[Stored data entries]
______
use std::path::PathBuf;

use clap::{Args, Parser as ClapParser, Subcommand, ValueEnum};
use rifx::process::extract::SkipPolicy;

const LONG_VERSION: &str = concat!(
    env!("CARGO_PKG_VERSION"),
    " (rifx ",
    env!("RIFX_VERSION"),
    ", built ",
    env!("BUILD_TIMESTAMP"),
    ")"
);

#[derive(Debug, ClapParser)]
#[command(
    name         = env!("CARGO_PKG_NAME"),
    version      = env!("CARGO_PKG_VERSION"),
    long_version = LONG_VERSION,
    author       = env!("CARGO_PKG_AUTHORS"),
    about        = "Tools for locating and extracting RIFX audio records from decompressed archives",
    long_about   = None,
)]
pub struct Cli {
    /// Set the log level
    #[arg(long, global = true, value_enum, default_value_t = LogLevel::Info)]
    pub loglevel: LogLevel,

    /// Treat warnings as fatal errors (fail on the first marker without an end).
    #[arg(long, global = true)]
    pub strict: bool,

    /// Log output format.
    #[arg(long, global = true, value_enum, default_value_t = LogFormat::Plain)]
    pub log_format: LogFormat,

    /// Show progress bars during operations.
    #[arg(long, global = true)]
    pub progress: bool,

    /// Choose an operation to perform.
    #[command(subcommand)]
    pub command: Commands,
}

#[derive(Debug, Subcommand)]
pub enum Commands {
    /// Extract every embedded record and convert it to WAV.
    Extract(ExtractArgs),

    /// List embedded records without writing anything.
    Info(InfoArgs),
}

#[derive(Debug, Args)]
pub struct ExtractArgs {
    /// Decompressed archive to scan.
    #[arg(value_name = "INPUT")]
    pub input: PathBuf,

    /// Output directory [default: INPUT without extension, next to INPUT].
    #[arg(long, value_name = "PATH")]
    pub output_path: Option<PathBuf>,

    #[command(flatten)]
    pub scan: ScanArgs,

    /// Keep the raw .wem files and skip WAV conversion.
    #[arg(long)]
    pub no_convert: bool,

    /// Decoder executable used for WAV conversion.
    #[arg(long, value_name = "PATH", default_value = "vgmstream-cli")]
    pub decoder: PathBuf,

    /// Keep each raw .wem file after it converted successfully.
    #[arg(long)]
    pub keep_raw: bool,

    /// Write a YAML report of the run to this path.
    #[arg(long, value_name = "PATH")]
    pub report: Option<PathBuf>,
}

#[derive(Debug, Args)]
pub struct InfoArgs {
    /// Decompressed archive to scan.
    #[arg(value_name = "INPUT")]
    pub input: PathBuf,

    #[command(flatten)]
    pub scan: ScanArgs,
}

#[derive(Debug, Args)]
pub struct ScanArgs {
    /// Where to continue after a marker without an end boundary.
    #[arg(long, value_enum, default_value_t = OnMissingEnd::Resume)]
    pub on_missing_end: OnMissingEnd,

    /// Look back at most this many bytes for a record name.
    #[arg(long, value_name = "BYTES")]
    pub name_lookback: Option<usize>,
}

#[derive(Debug, Clone, Copy, ValueEnum)]
pub enum LogLevel {
    /// Disable logging output.
    Off,
    /// No output except errors.
    Error,
    /// Show warnings and errors.
    Warn,
    /// Show info, warnings and errors (default).
    Info,
    /// Show debug, info, warnings and errors.
    Debug,
    /// Show all log messages including trace.
    Trace,
}

impl LogLevel {
    /// Convert LogLevel to log::LevelFilter
    pub fn to_level_filter(self) -> log::LevelFilter {
        match self {
            LogLevel::Off => log::LevelFilter::Off,
            LogLevel::Error => log::LevelFilter::Error,
            LogLevel::Warn => log::LevelFilter::Warn,
            LogLevel::Info => log::LevelFilter::Info,
            LogLevel::Debug => log::LevelFilter::Debug,
            LogLevel::Trace => log::LevelFilter::Trace,
        }
    }
}

#[derive(Debug, Clone, Copy, ValueEnum)]
pub enum LogFormat {
    /// Colorized human-readable text.
    Plain,
    /// Structured JSON per log record.
    Json,
}

#[derive(Debug, Clone, Copy, ValueEnum, PartialEq)]
pub enum OnMissingEnd {
    /// Keep scanning right after the marker.
    Resume,
    /// Continue where the boundary search stopped (usually the end of input).
    Stop,
}

impl From<OnMissingEnd> for SkipPolicy {
    fn from(value: OnMissingEnd) -> Self {
        match value {
            OnMissingEnd::Resume => SkipPolicy::Resume,
            OnMissingEnd::Stop => SkipPolicy::Stop,
        }
    }
}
______
» Exercise brief
Give the records again, complete and exact.

» Finished exercise
use std::path::PathBuf;

use clap::{Args, Parser as ClapParser, Subcommand, ValueEnum};
use rifx::process::extract::SkipPolicy;

const LONG_VERSION: &str = concat!(
    env!("CARGO_PKG_VERSION"),
    " (rifx ",
    env!("RIFX_VERSION"),
    ", built ",
    env!("BUILD_TIMESTAMP"),
    ")"
);

#[derive(Debug, ClapParser)]
#[command(
    name         = env!("CARGO_PKG_NAME"),
    version      = env!("CARGO_PKG_VERSION"),
    long_version = LONG_VERSION,
    author       = env!("CARGO_PKG_AUTHORS"),
    about        = "Tools for locating and extracting RIFX audio records from decompressed archives",
    long_about   = None,
)]
pub struct Cli {
    /// Set the log level
    #[arg(long, global = true, value_enum, default_value_t = LogLevel::Info)]
    pub loglevel: LogLevel,

    /// Treat warnings as fatal errors (fail on the first marker without an end).
    #[arg(long, global = true)]
    pub strict: bool,

    /// Log output format.
    #[arg(long, global = true, value_enum, default_value_t = LogFormat::Plain)]
    pub log_format: LogFormat,

    /// Show progress bars during operations.
    #[arg(long, global = true)]
    pub progress: bool,

    /// Choose an operation to perform.
    #[command(subcommand)]
    pub command: Commands,
}

#[derive(Debug, Subcommand)]
pub enum Commands {
    /// Extract every embedded record and convert it to WAV.
    Extract(ExtractArgs),

    /// List embedded records without writing anything.
    Info(InfoArgs),
}

#[derive(Debug, Args)]
pub struct ExtractArgs {
    /// Decompressed archive to scan.
    #[arg(value_name = "INPUT")]
    pub input: PathBuf,

    /// Output directory [default: INPUT without extension, next to INPUT].
    #[arg(long, value_name = "PATH")]
    pub output_path: Option<PathBuf>,

    #[command(flatten)]
    pub scan: ScanArgs,

    /// Keep the raw .wem files and skip WAV conversion.
    #[arg(long)]
    pub no_convert: bool,

    /// Decoder executable used for WAV conversion.
    #[arg(long, value_name = "PATH", default_value = "vgmstream-cli")]
    pub decoder: PathBuf,

    /// Keep each raw .wem file after it converted successfully.
    #[arg(long)]
    pub keep_raw: bool,

    /// Write a YAML report of the run to this path.
    #[arg(long, value_name = "PATH")]
    pub report: Option<PathBuf>,
}

#[derive(Debug, Args)]
pub struct InfoArgs {
    /// Decompressed archive to scan.
    #[arg(value_name = "INPUT")]
    pub input: PathBuf,

    #[command(flatten)]
    pub scan: ScanArgs,
}

#[derive(Debug, Args)]
pub struct ScanArgs {
    /// Where to continue after a marker without an end boundary.
    #[arg(long, value_enum, default_value_t = OnMissingEnd::Resume)]
    pub on_missing_end: OnMissingEnd,

    /// Look back at most this many bytes for a record name.
    #[arg(long, value_name = "BYTES")]
    pub name_lookback: Option<usize>,
}

#[derive(Debug, Clone, Copy, ValueEnum)]
pub enum LogLevel {
    /// Disable logging output.
    Off,
    /// No output except errors.
    Error,
    /// Show warnings and errors.
    Warn,
    /// Show info, warnings and errors (default).
    Info,
    /// Show debug, info, warnings and errors.
    Debug,
    /// Show all log messages including trace.
    Trace,
}

impl LogLevel {
    /// Convert LogLevel to log::LevelFilter
    pub fn to_level_filter(self) -> log::LevelFilter {
        match self {
            LogLevel::Off => log::LevelFilter::Off,
            LogLevel::Error => log::LevelFilter::Error,
            LogLevel::Warn => log::LevelFilter::Warn,
            LogLevel::Info => log::LevelFilter::Info,
            LogLevel::Debug => log::LevelFilter::Debug,
            LogLevel::Trace => log::LevelFilter::Trace,
        }
    }
}

#[derive(Debug, Clone, Copy, ValueEnum)]
pub enum LogFormat {
    /// Colorized human-readable text.
    Plain,
    /// Structured JSON per log record.
    Json,
}

#[derive(Debug, Clone, Copy, ValueEnum, PartialEq)]
pub enum OnMissingEnd {
    /// Keep scanning right after the marker.
    Resume,
    /// Continue where the boundary search stopped (usually the end of input).
    Stop,
}

impl From<OnMissingEnd> for SkipPolicy {
    fn from(value: OnMissingEnd) -> Self {
        match value {
            OnMissingEnd::Resume => SkipPolicy::Resume,
            OnMissingEnd::Stop => SkipPolicy::Stop,
        }
    }
}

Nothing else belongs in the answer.